It’s no secret that there’s a staggering divide between the country’s richest and the median American household, which earns around just $70,000 in wages a year and pays 14% in federal taxes, but ProPublica’s findings demonstrate just how extensive it can be.

By the end of 2018, the top 25 were worth $1.1 trillion. Notably, it takes the wages of 14.3 million ordinary American workers to equal that same amount, yet the top 25 only paid a total of $1.9 billion in federal taxes that year, while the ordinary workers paid $143 billion. 

How Billionaires are Avoiding Federal Taxes

As ProPublica reports, the key to how these billionaires pay so little lies in the difference between wages and total income.

For example, wages are a part of income, but just one part. Stocks, bonds, and other investments are also included in total income but are taxed at lower rates.

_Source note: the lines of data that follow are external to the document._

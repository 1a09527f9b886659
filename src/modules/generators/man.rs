//! Man pages in roff format
//!
//! One page for the tool and one per visible command, named after the
//! command path (`git-remote-add.1`).

use cgen_core::{Argument, CgenError, Cli, Command};
use cgen_types::{LongSeparator, ShortSeparator};

use crate::emitter::Emitter;

/// A rendered page, `name` without the `.1` section suffix
#[derive(Debug, Clone, PartialEq)]
pub struct ManPage {
    pub name: String,
    pub content: String,
}

/// Render every page for a tool; `date` goes into the `.TH` line verbatim
pub fn render(cli: &Cli, date: &str) -> Result<Vec<ManPage>, CgenError> {
    let writer = PageWriter { cli, date };
    let mut pages = Vec::new();

    let arguments: Vec<&Argument> = cli.arguments.iter().collect();
    pages.push(writer.page(&[], &arguments, &cli.commands)?);
    writer.command_pages(&mut pages, &[], &cli.commands)?;

    Ok(pages)
}

struct PageWriter<'a> {
    cli: &'a Cli,
    date: &'a str,
}

impl<'a> PageWriter<'a> {
    fn command_pages(
        &self,
        pages: &mut Vec<ManPage>,
        parents: &[&'a Command],
        commands: &'a [Command],
    ) -> Result<(), CgenError> {
        for command in commands.iter().filter(|c| !c.hidden) {
            let mut path = parents.to_vec();
            path.push(command);

            let arguments: Vec<&Argument> = self
                .cli
                .global_flags()
                .chain(command.arguments.iter())
                .collect();
            pages.push(self.page(&path, &arguments, &command.commands)?);
            self.command_pages(pages, &path, &command.commands)?;
        }
        Ok(())
    }

    fn page(
        &self,
        path: &[&Command],
        arguments: &[&Argument],
        commands: &[Command],
    ) -> Result<ManPage, CgenError> {
        let cli = self.cli;
        let command = path.last().copied();
        let name = page_name(&cli.name, path);
        let invocation = std::iter::once(cli.name.as_str())
            .chain(path.iter().map(|c| c.name.as_str()))
            .collect::<Vec<_>>()
            .join(" ");

        let mut em = Emitter::new("");
        em.line(format!(
            ".TH \"{}\" 1 \"{}\" \"{}\"",
            roff(&name.to_uppercase()),
            roff(self.date),
            roff(cli.version.as_deref().unwrap_or(""))
        ));

        em.line(".SH NAME");
        let summary = match command {
            Some(command) => command.short_description.as_deref(),
            None => cli.short_description.as_deref(),
        };
        match summary.filter(|s| !s.is_empty()) {
            Some(summary) => em.line(format!("{} \\- {}", roff(&name), roff(first_line(summary)))),
            None => em.line(roff(&name)),
        }

        em.line(".SH SYNOPSIS");
        match command.and_then(|c| c.usage.as_deref()) {
            Some(usage) => text(&mut em, usage),
            None => em.line(synopsis(&invocation, arguments, commands)),
        }

        em.line(".SH DESCRIPTION");
        let description = match command {
            Some(command) => command.long_description.as_deref().or(command.description()),
            None => cli.long_description.as_deref().or(cli.description()),
        };
        em.line(format!(".B {}", roff(&invocation)));
        if let Some(description) = description {
            text(&mut em, description);
        }
        if let Some(notice) = command.and_then(|c| c.deprecated.as_deref()) {
            deprecated(&mut em, notice);
        }

        let options = options(arguments);
        if !options.is_empty() {
            em.line(".SH OPTIONS");
            for argument in options {
                em.line(".TP");
                em.line(option_term(argument, ", "));
                if let Some(description) = argument
                    .long_description
                    .as_deref()
                    .or(argument.short_description.as_deref())
                {
                    text(&mut em, description);
                }
                if let Some(notice) = argument.deprecated.as_deref() {
                    deprecated(&mut em, notice);
                }
            }
        }

        let positionals: Vec<&Argument> = arguments
            .iter()
            .copied()
            .filter(|a| !a.named && !a.hidden)
            .collect();
        if !positionals.is_empty() && commands.is_empty() {
            em.line(".SH ARGUMENTS");
            for argument in positionals {
                em.line(".TP");
                em.line(format!("\\fI{}\\fR", roff(&argument.label().to_uppercase())));
                if let Some(description) = argument.description() {
                    text(&mut em, description);
                }
            }
        }

        let visible: Vec<&Command> = commands.iter().filter(|c| !c.hidden).collect();
        if !visible.is_empty() {
            em.line(".SH COMMANDS");
            for child in visible {
                let mut child_path = path.to_vec();
                child_path.push(child);
                em.line(".TP");
                em.line(format!(".BR {} (1)", roff(&page_name(&cli.name, &child_path))));
                if let Some(summary) = child.short_description.as_deref() {
                    text(&mut em, first_line(summary));
                }
                if let Some(notice) = child.deprecated.as_deref() {
                    deprecated(&mut em, notice);
                }
            }
        }

        let examples: Vec<&str> = command
            .and_then(|c| c.example.as_deref())
            .into_iter()
            .chain(arguments.iter().filter(|a| !a.hidden).filter_map(|a| a.example.as_deref()))
            .collect();
        if !examples.is_empty() {
            em.line(".SH EXAMPLES");
            for example in examples {
                em.line(".PP");
                em.line(".nf");
                text(&mut em, example);
                em.line(".fi");
            }
        }

        Ok(ManPage {
            name,
            content: em.finish(),
        })
    }
}

/// `tool` or `tool-cmd-sub`
fn page_name(tool: &str, path: &[&Command]) -> String {
    std::iter::once(tool)
        .chain(path.iter().map(|c| c.name.as_str()))
        .collect::<Vec<_>>()
        .join("-")
}

/// Visible named arguments, sorted by name when any of them asks for it
fn options<'a>(arguments: &[&'a Argument]) -> Vec<&'a Argument> {
    let mut options: Vec<&Argument> = arguments
        .iter()
        .copied()
        .filter(|a| a.named && !a.hidden)
        .collect();
    if arguments.iter().any(|a| a.sort) {
        options.sort_by(|a, b| sort_key(a).cmp(sort_key(b)));
    }
    options
}

fn sort_key(argument: &Argument) -> &str {
    argument
        .name
        .as_deref()
        .or(argument.short_name.as_deref())
        .unwrap_or("")
}

fn synopsis(invocation: &str, arguments: &[&Argument], commands: &[Command]) -> String {
    let mut line = format!("\\fB{}\\fR", roff(invocation));
    for argument in arguments.iter().filter(|a| a.named && !a.hidden) {
        line.push_str(&format!(" [{}]", option_term(argument, "|")));
    }
    if commands.iter().any(|c| !c.hidden) {
        line.push_str(" \\fI<command>\\fR");
    } else {
        for argument in arguments.iter().filter(|a| !a.named && !a.hidden) {
            line.push_str(&format!(" \\fI{}\\fR", roff(&argument.label().to_uppercase())));
        }
    }
    line
}

/// `\fB\-t\fR \fITARGET\fR, \fB\-\-target\fR=\fITARGET\fR`
fn option_term(argument: &Argument, separator: &str) -> String {
    let value = argument
        .consumes_value()
        .then(|| format!("\\fI{}\\fR", roff(&argument.label().to_uppercase())));

    let mut forms = Vec::new();
    if let Some(short) = argument.short_flag_token() {
        let mut form = format!("\\fB{}\\fR", roff(&short));
        if let Some(value) = &value {
            if argument.short_separator != ShortSeparator::Attached {
                form.push(' ');
            }
            form.push_str(value);
        }
        forms.push(form);
    }
    if let Some(long) = argument.long_flag() {
        let mut form = format!("\\fB{}\\fR", roff(&long));
        if let Some(value) = &value {
            form.push(match argument.long_separator {
                LongSeparator::Space => ' ',
                LongSeparator::Equal | LongSeparator::Both => '=',
            });
            form.push_str(value);
        }
        forms.push(form);
    }
    forms.join(separator)
}

fn deprecated(em: &mut Emitter, notice: &str) {
    em.line(".PP");
    em.line(".B DEPRECATED");
    if !notice.is_empty() {
        text(em, notice);
    }
}

/// Write free text line by line, skipping blank lines
fn text(em: &mut Emitter, text: &str) {
    for line in text.lines().map(str::trim_end).filter(|l| !l.is_empty()) {
        em.line(roff(line));
    }
}

fn first_line(text: &str) -> &str {
    text.lines().map(str::trim).find(|l| !l.is_empty()).unwrap_or("")
}

/// Escape text so roff prints it literally
pub fn roff(text: &str) -> String {
    let mut escaped = String::with_capacity(text.len());
    if text.starts_with('.') || text.starts_with('\'') {
        escaped.push_str("\\&");
    }
    for c in text.chars() {
        match c {
            '\\' => escaped.push_str("\\e"),
            '-' => escaped.push_str("\\-"),
            c => escaped.push(c),
        }
    }
    escaped
}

That’s how people like Bezos can become the richest person in the world while still only receiving a salary of $80,000 a year from Amazon. In fact, in 2018, the top 25 wealthiest Americans reported $158 million in wages, but that was just 1.1% of their total reported income. 

Instead, these billionaires retain their wealth by holding shares of companies they own. Two economists from the University of California, Berkeley have estimated that U.S. billionaires are sitting on $2.7 trillion in unrealized gains. 

Still, that begs the question: How do these billionaires actually spend money if they’re earning small salaries and hoarding massive amounts in the stock market?

According to ProPublica, the answer lies in loans. 

“The tax math provides a clear incentive for this,” reporters for the outlet said. “Take out a loan, and these days you’ll pay a single-digit interest rate and no tax; since loans must be paid back, the IRS doesn’t consider them income. Banks typically require collateral, but the wealthy have plenty of that.”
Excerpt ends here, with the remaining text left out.